Dataset entries:
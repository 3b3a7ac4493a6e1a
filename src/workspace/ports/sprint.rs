//! Sprint provider port.

use super::WorkspaceResult;
use crate::workspace::domain::{EntityId, NewSprint, Sprint, SprintPlan};
use async_trait::async_trait;

/// Sprint store contract consumed by the assistant tools.
#[async_trait]
pub trait SprintProvider: Send + Sync {
    /// Creates a sprint and returns the stored record.
    async fn create(&self, sprint: &NewSprint) -> WorkspaceResult<Sprint>;

    /// Lists all sprints.
    async fn list(&self) -> WorkspaceResult<Vec<Sprint>>;

    /// Finds a sprint by identifier.
    async fn get_by_id(&self, id: &EntityId) -> WorkspaceResult<Option<Sprint>>;

    /// Plans the given tasks into a sprint and returns the updated sprint.
    ///
    /// # Errors
    ///
    /// Returns [`super::WorkspaceProviderError::NotFound`] when the sprint
    /// does not exist.
    async fn plan(&self, plan: &SprintPlan) -> WorkspaceResult<Sprint>;
}
//! Required manifest fields and the completeness formula.

use serde::{Deserialize, Serialize};
use std::fmt;
use thiserror::Error;

/// A required field of the project manifest.
#[derive(Debug, Clone, Copy, PartialEq, Eq, Hash, PartialOrd, Ord, Serialize, Deserialize)]
#[serde(rename_all = "snake_case")]
pub enum ManifestField {
    /// Project name.
    Name,
    /// One-paragraph mission statement.
    Mission,
    /// Who the product is for.
    TargetUsers,
    /// Languages, frameworks and services.
    TechStack,
    /// Lifecycle phase.
    Phase,
    /// Headline features.
    Features,
    /// Competing products.
    Competitors,
    /// Tone of voice for user-facing copy.
    BrandVoice,
    /// How success is measured.
    SuccessMetrics,
}

/// Every required field, in prompt order.
pub const REQUIRED_FIELDS: [ManifestField; 9] = [
    ManifestField::Name,
    ManifestField::Mission,
    ManifestField::TargetUsers,
    ManifestField::TechStack,
    ManifestField::Phase,
    ManifestField::Features,
    ManifestField::Competitors,
    ManifestField::BrandVoice,
    ManifestField::SuccessMetrics,
];

/// Number of required manifest fields.
pub const REQUIRED_FIELD_COUNT: usize = REQUIRED_FIELDS.len();

impl ManifestField {
    /// Returns the canonical field name.
    #[must_use]
    pub const fn as_str(self) -> &'static str {
        match self {
            Self::Name => "name",
            Self::Mission => "mission",
            Self::TargetUsers => "target_users",
            Self::TechStack => "tech_stack",
            Self::Phase => "phase",
            Self::Features => "features",
            Self::Competitors => "competitors",
            Self::BrandVoice => "brand_voice",
            Self::SuccessMetrics => "success_metrics",
        }
    }
}

impl fmt::Display for ManifestField {
    fn fmt(&self, f: &mut fmt::Formatter<'_>) -> fmt::Result {
        f.write_str(self.as_str())
    }
}

/// Error returned while parsing a manifest field name.
#[derive(Debug, Clone, Error, PartialEq, Eq)]
#[error("unknown manifest field: {0}")]
pub struct ParseManifestFieldError(pub String);

impl TryFrom<&str> for ManifestField {
    type Error = ParseManifestFieldError;

    /// Accepts snake case and camel case spellings.
    fn try_from(value: &str) -> Result<Self, Self::Error> {
        let normalized: String = value
            .trim()
            .chars()
            .filter(|ch| *ch != '_' && *ch != '-' && *ch != ' ')
            .flat_map(char::to_lowercase)
            .collect();
        match normalized.as_str() {
            "name" => Ok(Self::Name),
            "mission" => Ok(Self::Mission),
            "targetusers" => Ok(Self::TargetUsers),
            "techstack" => Ok(Self::TechStack),
            "phase" => Ok(Self::Phase),
            "features" => Ok(Self::Features),
            "competitors" => Ok(Self::Competitors),
            "brandvoice" => Ok(Self::BrandVoice),
            "successmetrics" => Ok(Self::SuccessMetrics),
            _ => Err(ParseManifestFieldError(value.to_owned())),
        }
    }
}

/// Completeness percentage for a manifest with `missing` unfilled fields.
///
/// Computes `round(100 * (required - missing) / required)` in integer
/// arithmetic, rounding halves up. `missing` is clamped to the number of
/// required fields, so the result is always within `0..=100`.
#[must_use]
pub fn completeness_score(missing: usize) -> u8 {
    let filled = REQUIRED_FIELD_COUNT.saturating_sub(missing.min(REQUIRED_FIELD_COUNT));
    let doubled_total = REQUIRED_FIELD_COUNT * 2;
    let rounded = (filled * 200 + REQUIRED_FIELD_COUNT)
        .checked_div(doubled_total)
        .unwrap_or(0);
    u8::try_from(rounded.min(100)).unwrap_or(100)
}

#[cfg(test)]
mod tests {
    use super::*;
    use rstest::rstest;

    #[rstest]
    #[case(0, 100)]
    #[case(1, 89)]
    #[case(2, 78)]
    #[case(5, 44)]
    #[case(9, 0)]
    #[case(40, 0)]
    fn completeness_follows_rounded_formula(#[case] missing: usize, #[case] expected: u8) {
        assert_eq!(completeness_score(missing), expected);
    }

    #[rstest]
    fn completeness_is_bounded_for_every_missing_count() {
        for missing in 0..=REQUIRED_FIELD_COUNT + 3 {
            let score = completeness_score(missing);
            assert!(score <= 100, "score {score} out of range for {missing}");
        }
    }

    #[rstest]
    #[case("targetUsers", ManifestField::TargetUsers)]
    #[case("target_users", ManifestField::TargetUsers)]
    #[case("Brand Voice", ManifestField::BrandVoice)]
    #[case("successMetrics", ManifestField::SuccessMetrics)]
    fn field_names_parse_in_either_case(#[case] raw: &str, #[case] expected: ManifestField) {
        assert_eq!(ManifestField::try_from(raw), Ok(expected));
    }

    #[rstest]
    fn unknown_field_is_rejected() {
        assert!(ManifestField::try_from("budget").is_err());
    }
}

**WHAT IS REQUIRED:** An exact reproduction of the data is required. Leave nothing out.

**TASK ANSWER:**
repository 3b3a7ac4493a6e1a
filename src/workspace/ports/sprint.rs
//! Sprint provider port.

use super::WorkspaceResult;
use crate::workspace::domain::{EntityId, NewSprint, Sprint, SprintPlan};
use async_trait::async_trait;

/// Sprint store contract consumed by the assistant tools.
#[async_trait]
pub trait SprintProvider: Send + Sync {
    /// Creates a sprint and returns the stored record.
    async fn create(&self, sprint: &NewSprint) -> WorkspaceResult<Sprint>;

    /// Lists all sprints.
    async fn list(&self) -> WorkspaceResult<Vec<Sprint>>;

    /// Finds a sprint by identifier.
    async fn get_by_id(&self, id: &EntityId) -> WorkspaceResult<Option<Sprint>>;

    /// Plans the given tasks into a sprint and returns the updated sprint.
    ///
    /// # Errors
    ///
    /// Returns [`super::WorkspaceProviderError::NotFound`] when the sprint
    /// does not exist.
    async fn plan(&self, plan: &SprintPlan) -> WorkspaceResult<Sprint>;
}
//! Required manifest fields and the completeness formula.

use serde::{Deserialize, Serialize};
use std::fmt;
use thiserror::Error;

/// A required field of the project manifest.
#[derive(Debug, Clone, Copy, PartialEq, Eq, Hash, PartialOrd, Ord, Serialize, Deserialize)]
#[serde(rename_all = "snake_case")]
pub enum ManifestField {
    /// Project name.
    Name,
    /// One-paragraph mission statement.
    Mission,
    /// Who the product is for.
    TargetUsers,
    /// Languages, frameworks and services.
    TechStack,
    /// Lifecycle phase.
    Phase,
    /// Headline features.
    Features,
    /// Competing products.
    Competitors,
    /// Tone of voice for user-facing copy.
    BrandVoice,
    /// How success is measured.
    SuccessMetrics,
}

/// Every required field, in prompt order.
pub const REQUIRED_FIELDS: [ManifestField; 9] = [
    ManifestField::Name,
    ManifestField::Mission,
    ManifestField::TargetUsers,
    ManifestField::TechStack,
    ManifestField::Phase,
    ManifestField::Features,
    ManifestField::Competitors,
    ManifestField::BrandVoice,
    ManifestField::SuccessMetrics,
];

/// Number of required manifest fields.
pub const REQUIRED_FIELD_COUNT: usize = REQUIRED_FIELDS.len();

impl ManifestField {
    /// Returns the canonical field name.
    #[must_use]
    pub const fn as_str(self) -> &'static str {
        match self {
            Self::Name => "name",
            Self::Mission => "mission",
            Self::TargetUsers => "target_users",
            Self::TechStack => "tech_stack",
            Self::Phase => "phase",
            Self::Features => "features",
            Self::Competitors => "competitors",
            Self::BrandVoice => "brand_voice",
            Self::SuccessMetrics => "success_metrics",
        }
    }
}

impl fmt::Display for ManifestField {
    fn fmt(&self, f: &mut fmt::Formatter<'_>) -> fmt::Result {
        f.write_str(self.as_str())
    }
}

/// Error returned while parsing a manifest field name.
#[derive(Debug, Clone, Error, PartialEq, Eq)]
#[error("unknown manifest field: {0}")]
pub struct ParseManifestFieldError(pub String);

impl TryFrom<&str> for ManifestField {
    type Error = ParseManifestFieldError;

    /// Accepts snake case and camel case spellings.
    fn try_from(value: &str) -> Result<Self, Self::Error> {
        let normalized: String = value
            .trim()
            .chars()
            .filter(|ch| *ch != '_' && *ch != '-' && *ch != ' ')
            .flat_map(char::to_lowercase)
            .collect();
        match normalized.as_str() {
            "name" => Ok(Self::Name),
            "mission" => Ok(Self::Mission),
            "targetusers" => Ok(Self::TargetUsers),
            "techstack" => Ok(Self::TechStack),
            "phase" => Ok(Self::Phase),
            "features" => Ok(Self::Features),
            "competitors" => Ok(Self::Competitors),
            "brandvoice" => Ok(Self::BrandVoice),
            "successmetrics" => Ok(Self::SuccessMetrics),
            _ => Err(ParseManifestFieldError(value.to_owned())),
        }
    }
}

/// Completeness percentage for a manifest with `missing` unfilled fields.
///
/// Computes `round(100 * (required - missing) / required)` in integer
/// arithmetic, rounding halves up. `missing` is clamped to the number of
/// required fields, so the result is always within `0..=100`.
#[must_use]
pub fn completeness_score(missing: usize) -> u8 {
    let filled = REQUIRED_FIELD_COUNT.saturating_sub(missing.min(REQUIRED_FIELD_COUNT));
    let doubled_total = REQUIRED_FIELD_COUNT * 2;
    let rounded = (filled * 200 + REQUIRED_FIELD_COUNT)
        .checked_div(doubled_total)
        .unwrap_or(0);
    u8::try_from(rounded.min(100)).unwrap_or(100)
}

#[cfg(test)]
mod tests {
    use super::*;
    use rstest::rstest;

    #[rstest]
    #[case(0, 100)]
    #[case(1, 89)]
    #[case(2, 78)]
    #[case(5, 44)]
    #[case(9, 0)]
    #[case(40, 0)]
    fn completeness_follows_rounded_formula(#[case] missing: usize, #[case] expected: u8) {
        assert_eq!(completeness_score(missing), expected);
    }

    #[rstest]
    fn completeness_is_bounded_for_every_missing_count() {
        for missing in 0..=REQUIRED_FIELD_COUNT + 3 {
            let score = completeness_score(missing);
            assert!(score <= 100, "score {score} out of range for {missing}");
        }
    }

    #[rstest]
    #[case("targetUsers", ManifestField::TargetUsers)]
    #[case("target_users", ManifestField::TargetUsers)]
    #[case("Brand Voice", ManifestField::BrandVoice)]
    #[case("successMetrics", ManifestField::SuccessMetrics)]
    fn field_names_parse_in_either_case(#[case] raw: &str, #[case] expected: ManifestField) {
        assert_eq!(ManifestField::try_from(raw), Ok(expected));
    }

    #[rstest]
    fn unknown_field_is_rejected() {
        assert!(ManifestField::try_from("budget").is_err());
    }
}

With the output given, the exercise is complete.